62.Le Comité recommande à l ’ État partie de tenir pleinement compte des obligations que lui impose le Pacte et de garantir le plein exercice des droits qui y sont consacrés dans la mise en œuvre au niveau national du Programme de développement durable à l ’ horizon 2030, y compris dans le cadre du relèvement après la pandémie de COVID-19. La réalisation des objectifs de développement durable serait sensiblement facilitée si l ’ État partie établissait des mécanismes indépendants pour le suivi des progrès et considérait les bénéficiaires des programmes publics comme les titulaires de droits qu ’ ils peuvent faire valoir. Le Comité recommande à l ’ État partie de soutenir les engagements pris au niveau mondial dans le contexte de la décennie d ’ action en faveur des objectifs de développement durable. Appliquer les objectifs d ’ après les principes de participation, de responsabilité et de non-discrimination permettrait de faire en sorte que nul ne soit laissé de côté. À cet égard, le Comité appelle l ’ attention de l ’ État partie sur sa déclaration relative à l ’ engagement de ne laisser personne de côté.
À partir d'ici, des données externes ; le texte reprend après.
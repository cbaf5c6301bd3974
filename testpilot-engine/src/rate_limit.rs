//! Token-bucket rate limiting
//!
//! One bucket per key (host name, or a single global key). `acquire` returns
//! the delay the caller must sleep to stay inside the configured rate; it
//! never blocks internally, so concurrent executors can gate themselves
//! without serializing on the limiter.

use std::collections::HashMap;
use std::time::{Duration, Instant};

use tokio::sync::Mutex;
use tracing::debug;

use crate::config::RateLimitSettings;

/// Key used when per-host limiting is off
pub const GLOBAL_KEY: &str = "__global__";

const MIN_RATE: f64 = 0.1;

#[derive(Debug)]
struct Bucket {
    tokens: f64,
    last_update: Instant,
    rate: f64,
}

impl Bucket {
    fn new(rate: f64) -> Self {
        Self {
            // One token up front so the first request goes out immediately
            tokens: 1.0,
            last_update: Instant::now(),
            rate,
        }
    }
}

/// Snapshot of one bucket, for diagnostics
#[derive(Debug, Clone)]
pub struct BucketStatus {
    pub key: String,
    pub rate: f64,
    pub tokens: f64,
    pub burst_size: u32,
}

pub struct RateLimiter {
    buckets: Mutex<HashMap<String, Bucket>>,
    default_rate: f64,
    per_host: bool,
    burst_size: u32,
}

impl RateLimiter {
    pub fn new(default_rate: f64, per_host: bool, burst_size: Option<u32>) -> Self {
        let default_rate = default_rate.max(MIN_RATE);
        Self {
            buckets: Mutex::new(HashMap::new()),
            default_rate,
            per_host,
            burst_size: burst_size.unwrap_or_else(|| (default_rate as u32).max(1)),
        }
    }

    /// Build from config; `None` when rate limiting is disabled
    pub fn from_settings(settings: &RateLimitSettings) -> Option<Self> {
        if !settings.enabled {
            debug!("Rate limiting disabled");
            return None;
        }
        Some(Self::new(
            settings.default_reqs_per_sec,
            settings.per_host,
            settings.burst_size,
        ))
    }

    fn bucket_key(&self, host: &str) -> String {
        if self.per_host {
            host.to_string()
        } else {
            GLOBAL_KEY.to_string()
        }
    }

    /// Acquire one token for `host`, optionally at a step-specific rate.
    /// Returns the delay the caller must observe before sending.
    pub async fn acquire(&self, host: &str, rate_override: Option<f64>) -> Duration {
        let key = self.bucket_key(host);
        let mut buckets = self.buckets.lock().await;
        let default_rate = self.default_rate;
        let bucket = buckets
            .entry(key.clone())
            .or_insert_with(|| Bucket::new(default_rate));

        if let Some(rate) = rate_override {
            bucket.rate = rate.max(MIN_RATE);
        }

        let now = Instant::now();
        let elapsed = now.duration_since(bucket.last_update).as_secs_f64();
        bucket.tokens = (bucket.tokens + elapsed * bucket.rate).min(self.burst_size as f64);
        bucket.last_update = now;

        if bucket.tokens >= 1.0 {
            bucket.tokens -= 1.0;
            debug!(key = %key, remaining = bucket.tokens, "token acquired");
            Duration::ZERO
        } else {
            let deficit = 1.0 - bucket.tokens;
            bucket.tokens = 0.0;
            let delay = Duration::from_secs_f64(deficit / bucket.rate);
            debug!(key = %key, delay_ms = delay.as_millis() as u64, "rate limit delay");
            delay
        }
    }

    /// Update the standing rate for a key
    pub async fn set_rate(&self, host: &str, rate: f64) {
        let key = self.bucket_key(host);
        let mut buckets = self.buckets.lock().await;
        let default_rate = self.default_rate;
        buckets
            .entry(key)
            .or_insert_with(|| Bucket::new(default_rate))
            .rate = rate.max(MIN_RATE);
    }

    pub async fn status(&self, host: &str) -> BucketStatus {
        let key = self.bucket_key(host);
        let buckets = self.buckets.lock().await;
        let (rate, tokens) = buckets
            .get(&key)
            .map(|b| (b.rate, b.tokens))
            .unwrap_or((self.default_rate, self.burst_size as f64));
        BucketStatus {
            key,
            rate,
            tokens,
            burst_size: self.burst_size,
        }
    }
}

/// Effective rate for one step: the step column wins over the CLI override,
/// which wins over the configured default.
pub fn effective_rate(
    step_rate: Option<f64>,
    cli_rate: Option<f64>,
    settings: &RateLimitSettings,
) -> Option<f64> {
    step_rate
        .or(cli_rate)
        .or(if settings.enabled {
            Some(settings.default_reqs_per_sec)
        } else {
            None
        })
        .map(|r| r.max(MIN_RATE))
}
63. Le Comité prie l ’ État partie de diffuser largement les présentes observations finales à tous les niveaux de la société, y compris dans la République du Karakalpakstan et à l ’ échelon provincial, en particulier auprès des parlementaires, des fonctionnaires et des autorités judiciaires, et de l ’ informer dans son prochain rapport périodique des dispositions qu ’ il aura prises pour y donner suite. Il l ’ encourage à associer les organisations non gouvernementales et d ’ autres membres de la société civile au suivi des présentes observations finales et au processus de consultation nationale avant la soumission de son prochain rapport périodique.

64. Conformément à la procédure de suivi des observations finales adoptées par le Comité, l ’ État partie est prié de fournir, dans un délai de vingt-quatre mois à compter de l ’ adoption des présentes observations finales, des renseignements sur la suite donnée aux recommandations formulées par le Comité aux paragraphes 13 (corruption), 21 (non-discrimination) et 33 (chômage des jeunes).

65. Le Comité prie l ’ État partie de lui soumettre son quatrième rapport périodique au titre de l ’ article 16 du Pacte le 31 mars 2027 au plus tard, sauf notification contraire résultant d ’ une modification du cycle d ’ examen. Conformément à la résolution 68/268 de l ’ Assemblée générale, le rapport périodique ne devra pas compter plus de 21 200 mots.